→ **Data shown**:
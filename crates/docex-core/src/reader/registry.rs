//! Registry mapping documents to the strategy that reads them.

use std::collections::BTreeSet;
use std::path::Path;
use std::sync::{Arc, RwLock};

use serde::Serialize;
use tracing::{debug, trace};

use super::{
    FormatStrategy, ImageReader, PdfReader, PlainTextReader, SpreadsheetReader, WordReader,
};
use crate::models::config::ReaderConfig;
use crate::ocr::OcrEngine;

/// Summary of a registered strategy.
#[derive(Debug, Clone, PartialEq, Serialize)]
pub struct StrategyInfo {
    pub name: String,
    pub priority: i32,
    pub extensions: Vec<String>,
}

/// Ordered table of format strategies.
///
/// Lookups take a read lock; registration takes the write lock, so
/// registrations never race with lookups.
#[derive(Default)]
pub struct ReaderRegistry {
    strategies: RwLock<Vec<Arc<dyn FormatStrategy>>>,
}

impl ReaderRegistry {
    /// Create an empty registry.
    pub fn new() -> Self {
        Self::default()
    }

    /// Create a registry with the built-in PDF, Word, spreadsheet, image
    /// and plain-text readers.
    pub fn with_defaults(config: &ReaderConfig, ocr: Option<Arc<dyn OcrEngine>>) -> Self {
        let registry = Self::new();
        registry.register(Arc::new(PdfReader::new(config.min_text_length, ocr.clone())));
        registry.register(Arc::new(WordReader::new()));
        registry.register(Arc::new(SpreadsheetReader::new()));
        registry.register(Arc::new(ImageReader::new(ocr)));
        registry.register(Arc::new(PlainTextReader::new()));
        registry
    }

    /// Register a strategy, replacing any strategy with the same name.
    pub fn register(&self, strategy: Arc<dyn FormatStrategy>) {
        let mut strategies = self.strategies.write().unwrap_or_else(|e| e.into_inner());
        strategies.retain(|s| s.name() != strategy.name());
        debug!(
            "Registered reader '{}' (priority {}) for {:?}",
            strategy.name(),
            strategy.priority(),
            strategy.extensions()
        );
        strategies.push(strategy);
    }

    /// Remove the strategy named `name`. Returns whether one was removed.
    pub fn unregister(&self, name: &str) -> bool {
        let mut strategies = self.strategies.write().unwrap_or_else(|e| e.into_inner());
        let before = strategies.len();
        strategies.retain(|s| s.name() != name);
        strategies.len() != before
    }

    /// Select the highest-priority strategy that can process `path`.
    ///
    /// On equal priority the earlier registration wins.
    pub fn get_strategy(&self, path: &Path) -> Option<Arc<dyn FormatStrategy>> {
        let strategies = self.strategies.read().unwrap_or_else(|e| e.into_inner());
        let mut best: Option<&Arc<dyn FormatStrategy>> = None;

        for strategy in strategies.iter() {
            if !strategy.can_process(path) {
                continue;
            }
            if best.map_or(true, |b| strategy.priority() > b.priority()) {
                best = Some(strategy);
            }
        }

        match best {
            Some(s) => trace!("Selected reader '{}' for {}", s.name(), path.display()),
            None => debug!("No reader claims {}", path.display()),
        }
        best.cloned()
    }

    /// All extensions any registered strategy handles.
    pub fn supported_extensions(&self) -> BTreeSet<String> {
        let strategies = self.strategies.read().unwrap_or_else(|e| e.into_inner());
        strategies
            .iter()
            .flat_map(|s| s.extensions().iter().map(|e| e.to_string()))
            .collect()
    }

    /// Registered strategies by descending priority.
    pub fn strategies(&self) -> Vec<StrategyInfo> {
        let strategies = self.strategies.read().unwrap_or_else(|e| e.into_inner());
        let mut infos: Vec<StrategyInfo> = strategies
            .iter()
            .map(|s| StrategyInfo {
                name: s.name().to_string(),
                priority: s.priority(),
                extensions: s.extensions().iter().map(|e| e.to_string()).collect(),
            })
            .collect();
        infos.sort_by(|a, b| b.priority.cmp(&a.priority));
        infos
    }
}

#[cfg(test)]
mod tests {
    use super::*;
    use crate::models::document::{ExtractedDocument, FileMetadata};
    use crate::reader::{ReaderLimits, Result, ValidationReport};

    struct Dummy {
        name: &'static str,
        priority: i32,
        extensions: Vec<&'static str>,
    }

    impl FormatStrategy for Dummy {
        fn name(&self) -> &str {
            self.name
        }
        fn priority(&self) -> i32 {
            self.priority
        }
        fn extensions(&self) -> &[&'static str] {
            &self.extensions
        }
        fn validate(&self, _path: &Path, _limits: &ReaderLimits) -> ValidationReport {
            ValidationReport::valid()
        }
        fn process(&self, path: &Path) -> Result<ExtractedDocument> {
            Ok(ExtractedDocument::empty(self.name, FileMetadata { path: path.to_path_buf(), ..Default::default() }))
        }
    }

    fn dummy(name: &'static str, priority: i32, extensions: Vec<&'static str>) -> Arc<dyn FormatStrategy> {
        Arc::new(Dummy { name, priority, extensions })
    }

    #[test]
    fn test_highest_priority_wins() {
        let registry = ReaderRegistry::new();
        registry.register(dummy("generic", 1, vec!["txt", "log"]));
        registry.register(dummy("special", 5, vec!["log"]));

        let s = registry.get_strategy(Path::new("a.LOG")).unwrap();
        assert_eq!(s.name(), "special");
        let s = registry.get_strategy(Path::new("a.txt")).unwrap();
        assert_eq!(s.name(), "generic");
        assert!(registry.get_strategy(Path::new("a.xyz")).is_none());
        assert!(registry.get_strategy(Path::new("noext")).is_none());
    }

    #[test]
    fn test_register_and_unregister() {
        let registry = ReaderRegistry::new();
        registry.register(dummy("first", 1, vec!["abc"]));
        registry.register(dummy("second", 1, vec!["abc"]));
        assert_eq!(registry.get_strategy(Path::new("x.abc")).unwrap().name(), "first");

        assert!(registry.unregister("first"));
        assert!(!registry.unregister("first"));
        assert_eq!(registry.get_strategy(Path::new("x.abc")).unwrap().name(), "second");
    }

    #[test]
    fn test_register_replaces_same_name() {
        let registry = ReaderRegistry::new();
        registry.register(dummy("custom", 1, vec!["abc"]));
        registry.register(dummy("custom", 1, vec!["def"]));
        assert_eq!(registry.strategies().len(), 1);
        assert!(registry.get_strategy(Path::new("x.abc")).is_none());
    }

    #[test]
    fn test_default_extensions() {
        let registry = ReaderRegistry::with_defaults(&ReaderConfig::default(), None);
        let exts = registry.supported_extensions();
        for ext in ["pdf", "docx", "xlsx", "xls", "png", "txt", "csv"] {
            assert!(exts.contains(ext), "missing {}", ext);
        }
        assert_eq!(registry.strategies()[0].name, "pdf");
    }
}
//! Regex patterns for the enumerated value formats.

use lazy_static::lazy_static;
use regex::Regex;

lazy_static! {
    // Contact and network identifiers
    pub static ref EMAIL: Regex = Regex::new(
        r"^[A-Za-z0-9._%+\-]+@[A-Za-z0-9\-]+(?:\.[A-Za-z0-9\-]+)*\.[A-Za-z]{2,}$"
    ).unwrap();

    pub static ref URL: Regex = Regex::new(
        r"(?i)^(?:https?|ftp)://[^\s/$.?#][^\s]*$"
    ).unwrap();

    pub static ref DOMAIN: Regex = Regex::new(
        r"(?i)^(?:[a-z0-9](?:[a-z0-9\-]{0,61}[a-z0-9])?\.)+[a-z]{2,63}\.?$"
    ).unwrap();

    // File hashes
    pub static ref MD5: Regex = Regex::new(r"^[A-Fa-f0-9]{32}$").unwrap();

    pub static ref SHA1: Regex = Regex::new(r"^[A-Fa-f0-9]{40}$").unwrap();

    pub static ref SHA256: Regex = Regex::new(r"^[A-Fa-f0-9]{64}$").unwrap();

    // Vulnerability identifiers (CVE-YYYY-NNNN+)
    pub static ref CVE: Regex = Regex::new(r"(?i)^CVE-\d{4}-\d{4,}$").unwrap();

    // Defanged indicators: hxxp://, example[.]com, 10[.]0[.]0[.]1
    pub static ref DEFANGED_DOT: Regex = Regex::new(r"\[\.\]|\(\.\)|\{\.\}").unwrap();

    pub static ref DEFANGED_SCHEME: Regex = Regex::new(r"(?i)^hxxp(s?)://").unwrap();

    // Characters stripped from numbers before range checks
    pub static ref NUMERIC_NOISE: Regex = Regex::new(
        r"[\s\u{00a0},_'$€£¥]|(?i:\b(?:USD|EUR|GBP|JPY|PLN)\b)"
    ).unwrap();
}

/// Date layouts accepted by the `date` format.
pub const DATE_FORMATS: &[&str] = &[
    "%Y-%m-%d",
    "%Y/%m/%d",
    "%d.%m.%Y",
    "%d/%m/%Y",
    "%m/%d/%Y",
    "%d-%m-%Y",
    "%d %B %Y",
    "%d %b %Y",
    "%B %d, %Y",
    "%b %d, %Y",
];

/// Undo common indicator defanging so values validate as their real form.
pub fn refang(value: &str) -> String {
    let value = DEFANGED_DOT.replace_all(value, ".");
    DEFANGED_SCHEME.replace(&value, "http$1://").into_owned()
}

→ **Task instructions**: Up to and including the last line of the records above, print exactly every line from the one that contains "pub static ref DOMAIN: Regex" onward.

→ **Result below**:
    pub static ref DOMAIN: Regex = Regex::new(
        r"(?i)^(?:[a-z0-9](?:[a-z0-9\-]{0,61}[a-z0-9])?\.)+[a-z]{2,63}\.?$"
    ).unwrap();

    // File hashes
    pub static ref MD5: Regex = Regex::new(r"^[A-Fa-f0-9]{32}$").unwrap();

    pub static ref SHA1: Regex = Regex::new(r"^[A-Fa-f0-9]{40}$").unwrap();

    pub static ref SHA256: Regex = Regex::new(r"^[A-Fa-f0-9]{64}$").unwrap();

    // Vulnerability identifiers (CVE-YYYY-NNNN+)
    pub static ref CVE: Regex = Regex::new(r"(?i)^CVE-\d{4}-\d{4,}$").unwrap();

    // Defanged indicators: hxxp://, example[.]com, 10[.]0[.]0[.]1
    pub static ref DEFANGED_DOT: Regex = Regex::new(r"\[\.\]|\(\.\)|\{\.\}").unwrap();

    pub static ref DEFANGED_SCHEME: Regex = Regex::new(r"(?i)^hxxp(s?)://").unwrap();

    // Characters stripped from numbers before range checks
    pub static ref NUMERIC_NOISE: Regex = Regex::new(
        r"[\s\u{00a0},_'$€£¥]|(?i:\b(?:USD|EUR|GBP|JPY|PLN)\b)"
    ).unwrap();
}

/// Date layouts accepted by the `date` format.
pub const DATE_FORMATS: &[&str] = &[
    "%Y-%m-%d",
    "%Y/%m/%d",
    "%d.%m.%Y",
    "%d/%m/%Y",
    "%m/%d/%Y",
    "%d-%m-%Y",
    "%d %B %Y",
    "%d %b %Y",
    "%B %d, %Y",
    "%b %d, %Y",
];

/// Undo common indicator defanging so values validate as their real form.
pub fn refang(value: &str) -> String {
    let value = DEFANGED_DOT.replace_all(value, ".");
    DEFANGED_SCHEME.replace(&value, "http$1://").into_owned()
}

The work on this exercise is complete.